> **Work request**
A word-for-word copy of the entries is the only acceptable reply.

____

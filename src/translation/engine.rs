/*!
 * Engine adapter: one chunk in, one translation out.
 *
 * The adapter hides engine selection, retries and fallback from the
 * scheduler. It never fails: when every engine gives up, the original
 * text comes back marked as degraded.
 */

use log::{debug, error, warn};
use rand::Rng;
use std::collections::HashMap;
use std::sync::Arc;
use std::time::Duration;

use crate::app_config::{Config, EngineKind};
use crate::errors::EngineError;
use crate::language_utils;
use crate::providers::deepl::DeepL;
use crate::providers::google::Google;
use crate::providers::{TranslationEngine, TranslationUnit};
use crate::translation::splitter::ChunkSplitter;

/// Outcome of translating one chunk
#[derive(Debug, Clone, PartialEq)]
pub struct ChunkTranslation {
    /// Translated text, or the original text when degraded
    pub text: String,
    /// True when no engine produced a translation
    pub degraded: bool,
    /// Engine that produced the text, if any
    pub engine_used: Option<EngineKind>,
}

impl ChunkTranslation {
    fn passthrough(text: &str) -> Self {
        Self {
            text: text.to_string(),
            degraded: false,
            engine_used: None,
        }
    }

    fn degraded(text: &str) -> Self {
        Self {
            text: text.to_string(),
            degraded: true,
            engine_used: None,
        }
    }
}

/// Translates chunks through registered engines with retry and fallback
#[derive(Debug, Clone)]
pub struct EngineAdapter {
    engines: HashMap<EngineKind, Arc<dyn TranslationEngine>>,
    default_engine: EngineKind,
    retry_count: u32,
    retry_backoff_ms: u64,
    splitter: ChunkSplitter,
}

impl EngineAdapter {
    /// Create an adapter with no engines registered
    pub fn new(default_engine: EngineKind, retry_count: u32, retry_backoff_ms: u64, splitter: ChunkSplitter) -> Self {
        Self {
            engines: HashMap::new(),
            default_engine,
            retry_count,
            retry_backoff_ms,
            splitter,
        }
    }

    /// Register an engine under its own kind, replacing any previous one
    pub fn with_engine(mut self, engine: Arc<dyn TranslationEngine>) -> Self {
        self.engines.insert(engine.kind(), engine);
        self
    }

    /// Build the adapter with the HTTP engines described by the config
    pub fn from_config(config: &Config) -> Self {
        let engines = &config.engines;
        let google = Google::new(
            engines.get_endpoint(EngineKind::Google),
            engines.get_timeout(EngineKind::Google),
        );
        let deepl = DeepL::new(
            engines.get_api_key(EngineKind::DeepL),
            engines.get_endpoint(EngineKind::DeepL),
            engines.get_timeout(EngineKind::DeepL),
        );

        Self::new(
            engines.default_engine,
            config.common.retry_count,
            config.common.retry_backoff_ms,
            ChunkSplitter::new(&config.splitter),
        )
        .with_engine(Arc::new(google))
        .with_engine(Arc::new(deepl))
    }

    /// Engine used as the last resort
    pub fn default_engine(&self) -> EngineKind {
        self.default_engine
    }

    /// Whether the engine is registered and usable
    pub fn is_engine_available(&self, kind: EngineKind) -> bool {
        self.engines.get(&kind).is_some_and(|e| e.is_available())
    }

    /// Whether translating between these languages is a no-op
    pub fn is_passthrough(source_language: &str, target_language: &str) -> bool {
        !language_utils::is_auto(source_language)
            && language_utils::language_codes_match(source_language, target_language)
    }

    /// Translate one chunk
    ///
    /// Tries the requested engine, then the default engine, and finally
    /// returns the original text marked as degraded.
    pub async fn translate(
        &self,
        text: &str,
        source_language: &str,
        target_language: &str,
        engine: EngineKind,
    ) -> ChunkTranslation {
        if text.trim().is_empty() || Self::is_passthrough(source_language, target_language) {
            return ChunkTranslation::passthrough(text);
        }

        if let Err(overflow) = self.splitter.check_hard_limit(text) {
            error!("{}; slicing before sending to the engine", overflow);
            let mut combined = String::with_capacity(text.len());
            let mut degraded = false;
            let mut engine_used = None;

            for slice in self.splitter.hard_slice(text) {
                let result = self
                    .translate_within_limit(&slice, source_language, target_language, engine)
                    .await;
                degraded |= result.degraded;
                engine_used = engine_used.or(result.engine_used);
                combined.push_str(&result.text);
            }

            return ChunkTranslation {
                text: combined,
                degraded,
                engine_used,
            };
        }

        self.translate_within_limit(text, source_language, target_language, engine)
            .await
    }

    async fn translate_within_limit(
        &self,
        text: &str,
        source_language: &str,
        target_language: &str,
        engine: EngineKind,
    ) -> ChunkTranslation {
        let mut candidates = vec![engine];
        if engine != self.default_engine {
            candidates.push(self.default_engine);
        }

        for kind in candidates {
            let unit = TranslationUnit::new(text, source_language, target_language, kind);
            match self.attempt(kind, &unit).await {
                Ok(translated) => {
                    return ChunkTranslation {
                        text: translated,
                        degraded: false,
                        engine_used: Some(kind),
                    };
                }
                Err(e) => warn!("{} could not translate chunk: {}", kind.display_name(), e),
            }
        }

        warn!(
            "All engines failed for a {}-char chunk, keeping original text",
            text.chars().count()
        );
        ChunkTranslation::degraded(text)
    }

    /// Call one engine with the retry policy
    async fn attempt(&self, kind: EngineKind, unit: &TranslationUnit) -> Result<String, EngineError> {
        let engine = self
            .engines
            .get(&kind)
            .ok_or_else(|| EngineError::Unavailable(format!("{} is not registered", kind.display_name())))?;

        if !engine.is_available() {
            return Err(EngineError::Unavailable(format!("{} is not configured", kind.display_name())));
        }

        let mut attempt = 0u32;
        loop {
            let error = match engine.translate(unit).await {
                Ok(text) if !text.trim().is_empty() => return Ok(text),
                Ok(_) => EngineError::Transient("Engine returned an empty translation".to_string()),
                Err(e) => e,
            };

            if !error.is_transient() || attempt >= self.retry_count {
                return Err(error);
            }

            let backoff = self.backoff(attempt);
            debug!(
                "{} attempt {}/{} failed ({}), retrying in {:?}",
                kind.display_name(),
                attempt + 1,
                self.retry_count + 1,
                error,
                backoff
            );
            tokio::time::sleep(backoff).await;
            attempt += 1;
        }
    }

    /// Exponential backoff with up to 25% random jitter
    fn backoff(&self, attempt: u32) -> Duration {
        let base = self.retry_backoff_ms.saturating_mul(1u64 << attempt.min(16));
        let jitter = if base >= 4 {
            rand::rng().random_range(0..=base / 4)
        } else {
            0
        };
        Duration::from_millis(base + jitter)
    }
}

____

> **Answer section**
filename src/translation/engine.rs
/*!
 * Engine adapter: one chunk in, one translation out.
 *
 * The adapter hides engine selection, retries and fallback from the
 * scheduler. It never fails: when every engine gives up, the original
 * text comes back marked as degraded.
 */

use log::{debug, error, warn};
use rand::Rng;
use std::collections::HashMap;
use std::sync::Arc;
use std::time::Duration;

use crate::app_config::{Config, EngineKind};
use crate::errors::EngineError;
use crate::language_utils;
use crate::providers::deepl::DeepL;
use crate::providers::google::Google;
use crate::providers::{TranslationEngine, TranslationUnit};
use crate::translation::splitter::ChunkSplitter;

/// Outcome of translating one chunk
#[derive(Debug, Clone, PartialEq)]
pub struct ChunkTranslation {
    /// Translated text, or the original text when degraded
    pub text: String,
    /// True when no engine produced a translation
    pub degraded: bool,
    /// Engine that produced the text, if any
    pub engine_used: Option<EngineKind>,
}

impl ChunkTranslation {
    fn passthrough(text: &str) -> Self {
        Self {
            text: text.to_string(),
            degraded: false,
            engine_used: None,
        }
    }

    fn degraded(text: &str) -> Self {
        Self {
            text: text.to_string(),
            degraded: true,
            engine_used: None,
        }
    }
}

/// Translates chunks through registered engines with retry and fallback
#[derive(Debug, Clone)]
pub struct EngineAdapter {
    engines: HashMap<EngineKind, Arc<dyn TranslationEngine>>,
    default_engine: EngineKind,
    retry_count: u32,
    retry_backoff_ms: u64,
    splitter: ChunkSplitter,
}

impl EngineAdapter {
    /// Create an adapter with no engines registered
    pub fn new(default_engine: EngineKind, retry_count: u32, retry_backoff_ms: u64, splitter: ChunkSplitter) -> Self {
        Self {
            engines: HashMap::new(),
            default_engine,
            retry_count,
            retry_backoff_ms,
            splitter,
        }
    }

    /// Register an engine under its own kind, replacing any previous one
    pub fn with_engine(mut self, engine: Arc<dyn TranslationEngine>) -> Self {
        self.engines.insert(engine.kind(), engine);
        self
    }

    /// Build the adapter with the HTTP engines described by the config
    pub fn from_config(config: &Config) -> Self {
        let engines = &config.engines;
        let google = Google::new(
            engines.get_endpoint(EngineKind::Google),
            engines.get_timeout(EngineKind::Google),
        );
        let deepl = DeepL::new(
            engines.get_api_key(EngineKind::DeepL),
            engines.get_endpoint(EngineKind::DeepL),
            engines.get_timeout(EngineKind::DeepL),
        );

        Self::new(
            engines.default_engine,
            config.common.retry_count,
            config.common.retry_backoff_ms,
            ChunkSplitter::new(&config.splitter),
        )
        .with_engine(Arc::new(google))
        .with_engine(Arc::new(deepl))
    }

    /// Engine used as the last resort
    pub fn default_engine(&self) -> EngineKind {
        self.default_engine
    }

    /// Whether the engine is registered and usable
    pub fn is_engine_available(&self, kind: EngineKind) -> bool {
        self.engines.get(&kind).is_some_and(|e| e.is_available())
    }

    /// Whether translating between these languages is a no-op
    pub fn is_passthrough(source_language: &str, target_language: &str) -> bool {
        !language_utils::is_auto(source_language)
            && language_utils::language_codes_match(source_language, target_language)
    }

    /// Translate one chunk
    ///
    /// Tries the requested engine, then the default engine, and finally
    /// returns the original text marked as degraded.
    pub async fn translate(
        &self,
        text: &str,
        source_language: &str,
        target_language: &str,
        engine: EngineKind,
    ) -> ChunkTranslation {
        if text.trim().is_empty() || Self::is_passthrough(source_language, target_language) {
            return ChunkTranslation::passthrough(text);
        }

        if let Err(overflow) = self.splitter.check_hard_limit(text) {
            error!("{}; slicing before sending to the engine", overflow);
            let mut combined = String::with_capacity(text.len());
            let mut degraded = false;
            let mut engine_used = None;

            for slice in self.splitter.hard_slice(text) {
                let result = self
                    .translate_within_limit(&slice, source_language, target_language, engine)
                    .await;
                degraded |= result.degraded;
                engine_used = engine_used.or(result.engine_used);
                combined.push_str(&result.text);
            }

            return ChunkTranslation {
                text: combined,
                degraded,
                engine_used,
            };
        }

        self.translate_within_limit(text, source_language, target_language, engine)
            .await
    }

    async fn translate_within_limit(
        &self,
        text: &str,
        source_language: &str,
        target_language: &str,
        engine: EngineKind,
    ) -> ChunkTranslation {
        let mut candidates = vec![engine];
        if engine != self.default_engine {
            candidates.push(self.default_engine);
        }

        for kind in candidates {
            let unit = TranslationUnit::new(text, source_language, target_language, kind);
            match self.attempt(kind, &unit).await {
                Ok(translated) => {
                    return ChunkTranslation {
                        text: translated,
                        degraded: false,
                        engine_used: Some(kind),
                    };
                }
                Err(e) => warn!("{} could not translate chunk: {}", kind.display_name(), e),
            }
        }

        warn!(
            "All engines failed for a {}-char chunk, keeping original text",
            text.chars().count()
        );
        ChunkTranslation::degraded(text)
    }

    /// Call one engine with the retry policy
    async fn attempt(&self, kind: EngineKind, unit: &TranslationUnit) -> Result<String, EngineError> {
        let engine = self
            .engines
            .get(&kind)
            .ok_or_else(|| EngineError::Unavailable(format!("{} is not registered", kind.display_name())))?;

        if !engine.is_available() {
            return Err(EngineError::Unavailable(format!("{} is not configured", kind.display_name())));
        }

        let mut attempt = 0u32;
        loop {
            let error = match engine.translate(unit).await {
                Ok(text) if !text.trim().is_empty() => return Ok(text),
                Ok(_) => EngineError::Transient("Engine returned an empty translation".to_string()),
                Err(e) => e,
            };

            if !error.is_transient() || attempt >= self.retry_count {
                return Err(error);
            }

            let backoff = self.backoff(attempt);
            debug!(
                "{} attempt {}/{} failed ({}), retrying in {:?}",
                kind.display_name(),
                attempt + 1,
                self.retry_count + 1,
                error,
                backoff
            );
            tokio::time::sleep(backoff).await;
            attempt += 1;
        }
    }

    /// Exponential backoff with up to 25% random jitter
    fn backoff(&self, attempt: u32) -> Duration {
        let base = self.retry_backoff_ms.saturating_mul(1u64 << attempt.min(16));
        let jitter = if base >= 4 {
            rand::rng().random_range(0..=base / 4)
        } else {
            0
        };
        Duration::from_millis(base + jitter)
    }
}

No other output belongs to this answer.